For instance, I might have a URI that identifies a pipe. Not a picture of a pipe, but an actual physical object. It might be a resolvable http URI that looks like an URL until you ask the server for it, at which point the server serves a 303 See Other with the URI to an image. When the browser requests that URI, it is also a URL so the server can serve a JPG located there. Or the dance might continue: the server could serve a 303 again pointing to an URL for a web page about the image.
I’ve kind of hand-waved this: “I’m building a RESTful system, so of course all my URIs need to be URLs” etc. etc. But then Wirebird::Handler::SubscriptionList accepted a URI that my browser POSTed and… now what?
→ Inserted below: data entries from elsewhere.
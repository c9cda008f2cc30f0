use serde::Serialize;

use crate::rolling::cover_outcome;

#[derive(Debug, Clone, Copy, PartialEq, Default)]
pub struct Forecast {
    pub predicted_margin: f64,
    pub actual_margin: f64,
    pub spread: Option<f64>,
    pub cover_probability: Option<f64>,
    pub elo_margin: Option<f64>,
    pub net_rating_margin: Option<f64>,
}

impl Forecast {
    pub fn abs_error(&self) -> f64 {
        (self.predicted_margin - self.actual_margin).abs()
    }

    /// Against a line, `Some(true)` when the predicted side matched the actual side.
    /// Pushes and missing lines are not graded.
    pub fn ats_hit(&self) -> Option<bool> {
        let spread = self.spread?;
        let covered = cover_outcome(self.actual_margin + spread)?;
        Some((self.predicted_margin + spread > 0.0) == covered)
    }

    pub fn covered(&self) -> Option<bool> {
        cover_outcome(self.actual_margin + self.spread?)
    }
}

#[derive(Debug, Clone, Copy, PartialEq, Serialize, Default)]
pub struct Metrics {
    pub samples: usize,
    pub mae: f64,
    pub rmse: f64,
    pub bias: f64,
    pub ats_samples: usize,
    pub ats_accuracy: f64,
    pub brier: f64,
    pub elo_mae: f64,
    pub elo_rmse: f64,
    pub net_rating_mae: f64,
    pub net_rating_rmse: f64,
}

pub fn evaluate(forecasts: &[Forecast]) -> Metrics {
    if forecasts.is_empty() {
        return Metrics::default();
    }

    let n = forecasts.len() as f64;
    let mut abs_sum = 0.0_f64;
    let mut sq_sum = 0.0_f64;
    let mut bias_sum = 0.0_f64;
    let mut ats_n = 0usize;
    let mut ats_hits = 0usize;

    for f in forecasts {
        let err = f.predicted_margin - f.actual_margin;
        abs_sum += err.abs();
        sq_sum += err * err;
        bias_sum += err;
        if let Some(hit) = f.ats_hit() {
            ats_n += 1;
            if hit {
                ats_hits += 1;
            }
        }
    }

    let (probs, outcomes): (Vec<f64>, Vec<bool>) = forecasts
        .iter()
        .filter_map(|f| Some((f.cover_probability?, f.covered()?)))
        .unzip();
    let (elo_mae, elo_rmse) = component_errors(forecasts, |f| f.elo_margin);
    let (net_rating_mae, net_rating_rmse) = component_errors(forecasts, |f| f.net_rating_margin);

    Metrics {
        samples: forecasts.len(),
        mae: abs_sum / n,
        rmse: (sq_sum / n).sqrt(),
        bias: bias_sum / n,
        ats_samples: ats_n,
        ats_accuracy: if ats_n > 0 {
            ats_hits as f64 / ats_n as f64
        } else {
            0.0
        },
        brier: brier_score(&probs, &outcomes),
        elo_mae,
        elo_rmse,
        net_rating_mae,
        net_rating_rmse,
    }
}

// MAE and RMSE of one signal family on its own, over the forecasts that carry it.
fn component_errors(forecasts: &[Forecast], pick: impl Fn(&Forecast) -> Option<f64>) -> (f64, f64) {
    let errors: Vec<f64> = forecasts
        .iter()
        .filter_map(|f| Some(pick(f)? - f.actual_margin))
        .collect();
    if errors.is_empty() {
        return (0.0, 0.0);
    }
    let n = errors.len() as f64;
    let mae = errors.iter().map(|e| e.abs()).sum::<f64>() / n;
    let rmse = (errors.iter().map(|e| e * e).sum::<f64>() / n).sqrt();
    (mae, rmse)
}

/// Wilson score interval for a hit rate; `(0, 1)` with no trials.
pub fn wilson_interval(successes: u32, trials: u32, z: f64) -> (f64, f64) {
    if trials == 0 {
        return (0.0, 1.0);
    }
    let n = trials as f64;
    let p = successes as f64 / n;
    let z2 = z * z;
    let denom = 1.0 + z2 / n;
    let center = (p + z2 / (2.0 * n)) / denom;
    let half = (z / denom) * (p * (1.0 - p) / n + z2 / (4.0 * n * n)).sqrt();
    ((center - half).max(0.0), (center + half).min(1.0))
}

pub fn brier_score(probs: &[f64], outcomes: &[bool]) -> f64 {
    if probs.is_empty() || probs.len() != outcomes.len() {
        return 0.0;
    }
    let sum: f64 = probs
        .iter()
        .zip(outcomes)
        .map(|(p, y)| {
            let y = if *y { 1.0 } else { 0.0 };
            (p.clamp(0.0, 1.0) - y).powi(2)
        })
        .sum();
    sum / probs.len() as f64
}

#[derive(Debug, Clone, Copy, PartialEq, Serialize)]
pub struct CalibrationBin {
    pub bucket_start: f64,
    pub bucket_end: f64,
    pub count: usize,
    pub avg_pred: f64,
    pub actual_rate: f64,
}

pub fn calibration_bins(probs: &[f64], outcomes: &[bool], bins: usize) -> Vec<CalibrationBin> {
    let bins = bins.max(2);
    let mut counts = vec![0usize; bins];
    let mut pred_sum = vec![0.0_f64; bins];
    let mut actual_sum = vec![0.0_f64; bins];

    for (p, hit) in probs.iter().zip(outcomes) {
        let p = p.clamp(0.0, 1.0);
        let idx = ((p * bins as f64).floor() as usize).min(bins - 1);
        counts[idx] += 1;
        pred_sum[idx] += p;
        if *hit {
            actual_sum[idx] += 1.0;
        }
    }

    let mut out = Vec::with_capacity(bins);
    for i in 0..bins {
        let count = counts[i];
        let (avg_pred, actual_rate) = if count > 0 {
            (pred_sum[i] / count as f64, actual_sum[i] / count as f64)
        } else {
            (0.0, 0.0)
        };
        out.push(CalibrationBin {
            bucket_start: i as f64 / bins as f64,
            bucket_end: (i + 1) as f64 / bins as f64,
            count,
            avg_pred,
            actual_rate,
        });
    }
    out
}

/// Count-weighted gap between predicted and realized rates.
pub fn expected_calibration_error(bins: &[CalibrationBin]) -> f64 {
    let total: usize = bins.iter().map(|b| b.count).sum();
    if total == 0 {
        return 0.0;
    }
    bins.iter()
        .map(|b| b.count as f64 * (b.avg_pred - b.actual_rate).abs())
        .sum::<f64>()
        / total as f64
}
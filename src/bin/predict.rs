use std::fs;
use std::path::{Path, PathBuf};

use anyhow::{Context, Result, anyhow};
use chrono::{Duration, NaiveDate};
use tracing_subscriber::EnvFilter;

use hoops_spread::config::ModelConfig;
use hoops_spread::game_log;
use hoops_spread::model::{ModePredictions, SpreadEngine};
use hoops_spread::rolling::SpreadLookup;
use hoops_spread::sample_log::{SampleSeason, synthetic_season};
use hoops_spread::types::{GameRecord, UpcomingGame};

fn main() -> Result<()> {
    let _ = dotenvy::from_filename(".env.local");
    let _ = dotenvy::from_filename(".env");
    init_logging();

    let config = match parse_path_arg("--config") {
        Some(path) => ModelConfig::load(&path)?,
        None => ModelConfig::from_env()?,
    };
    let engine = SpreadEngine::new(config);

    let (games, upcoming) = match (parse_path_arg("--log"), parse_path_arg("--upcoming")) {
        (Some(log), Some(up)) => (game_log::load_game_log(&log)?, game_log::load_upcoming(&up)?),
        (None, None) => demo_slate(),
        _ => return Err(anyhow!("--log and --upcoming must be given together")),
    };
    let spreads = parse_path_arg("--spreads")
        .map(|p| load_spreads(&p))
        .transpose()?;

    tracing::info!(games = games.len(), upcoming = upcoming.len(), "predicting slate");
    let predictions = engine.predict_slate(&games, &upcoming, spreads.as_ref())?;

    if has_flag("--table") {
        print_table(&predictions);
    } else {
        println!("{}", serde_json::to_string_pretty(&predictions)?);
    }
    Ok(())
}

fn init_logging() {
    let filter = EnvFilter::try_from_default_env().unwrap_or_else(|_| EnvFilter::new("warn"));
    let _ = tracing_subscriber::fmt()
        .with_env_filter(filter)
        .with_writer(std::io::stderr)
        .with_target(false)
        .try_init();
}

fn demo_slate() -> (Vec<GameRecord>, Vec<UpcomingGame>) {
    let games = synthetic_season(&SampleSeason::default());
    let last = games.first().map(|g| g.date).unwrap_or(NaiveDate::MIN);

    let mut home = UpcomingGame::new("demo-1", last + Duration::days(2), "BOS", true);
    home.spread = Some(6.5);
    home.moneyline = Some(220);
    home.opponent_net_rating = Some(8.5);
    home.opponent_pace = Some(99.0);
    home.rest_days = 1;

    let mut road = UpcomingGame::new("demo-2", last + Duration::days(3), "WAS", false);
    road.spread = Some(-4.0);
    road.opponent_net_rating = Some(-9.7);
    road.rest_days = 0;
    road.is_back_to_back = true;

    (games, vec![home, road])
}

fn load_spreads(path: &Path) -> Result<SpreadLookup> {
    let raw = fs::read_to_string(path).with_context(|| format!("read spreads {}", path.display()))?;
    serde_json::from_str(&raw).with_context(|| format!("parse spreads {}", path.display()))
}

fn print_table(predictions: &[ModePredictions]) {
    println!(
        "{:<10} {:<5} {:>8} {:>8} {:>8} {:>7} {:>6} {:<8} {:<16}",
        "game", "opp", "std", "buzz", "bayes", "cover", "conv", "conf", "regime"
    );
    for p in predictions {
        let b = &p.bayesian;
        println!(
            "{:<10} {:<5} {:>+8.1} {:>+8.1} {:>+8.1} {:>+7.1} {:>6.1} {:<8} {:<16}",
            b.game_id,
            b.opponent,
            p.standard.predicted_margin,
            p.buzzing.predicted_margin,
            b.predicted_margin,
            b.predicted_cover,
            b.conviction.total,
            format!("{:?}", b.confidence).to_lowercase(),
            b.regime,
        );
        if let Some(w) = &b.wager {
            println!(
                "{:>16} cover={:.3} win={:.3} spread_ev={:+.2} ml_ev={:+.2} pick={:?} stake={:.3}",
                "",
                w.cover_probability,
                w.win_probability,
                w.spread_ev,
                w.moneyline_ev,
                w.recommendation,
                w.stake
            );
        }
    }
}

fn parse_path_arg(name: &str) -> Option<PathBuf> {
    let args = std::env::args().skip(1).collect::<Vec<_>>();
    for (idx, arg) in args.iter().enumerate() {
        if let Some(path) = arg.strip_prefix(&format!("{name}=")) {
            let trimmed = path.trim();
            if !trimmed.is_empty() {
                return Some(PathBuf::from(trimmed));
            }
        }
        if arg == name
            && let Some(next) = args.get(idx + 1)
        {
            return Some(PathBuf::from(next.trim()));
        }
    }
    None
}

fn has_flag(name: &str) -> bool {
    std::env::args().skip(1).any(|arg| arg == name)
}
It built a child Wirebird::Resource, but the only URI it had was to the Atom feed for this blog. I had been building the URL for the new resource from the URL to the blog itself - the home page, not the feed, since the feed location for a blog can change when the blog software does. But I clearly don’t have that until I have retrieved the feed, and I don’t retrieve the feed until I have a Wirebird::Resource to do it from, and if I’m now storing the feed data in an RDF store I need the subject URI. But in this case the URI is dependent on the SubscriptionList’s URI, so I can clearly not use the Wirebird::Resource that’s in front of me.
So while I was debating that, I just gave the triples the feed URL, and things are fine. So far.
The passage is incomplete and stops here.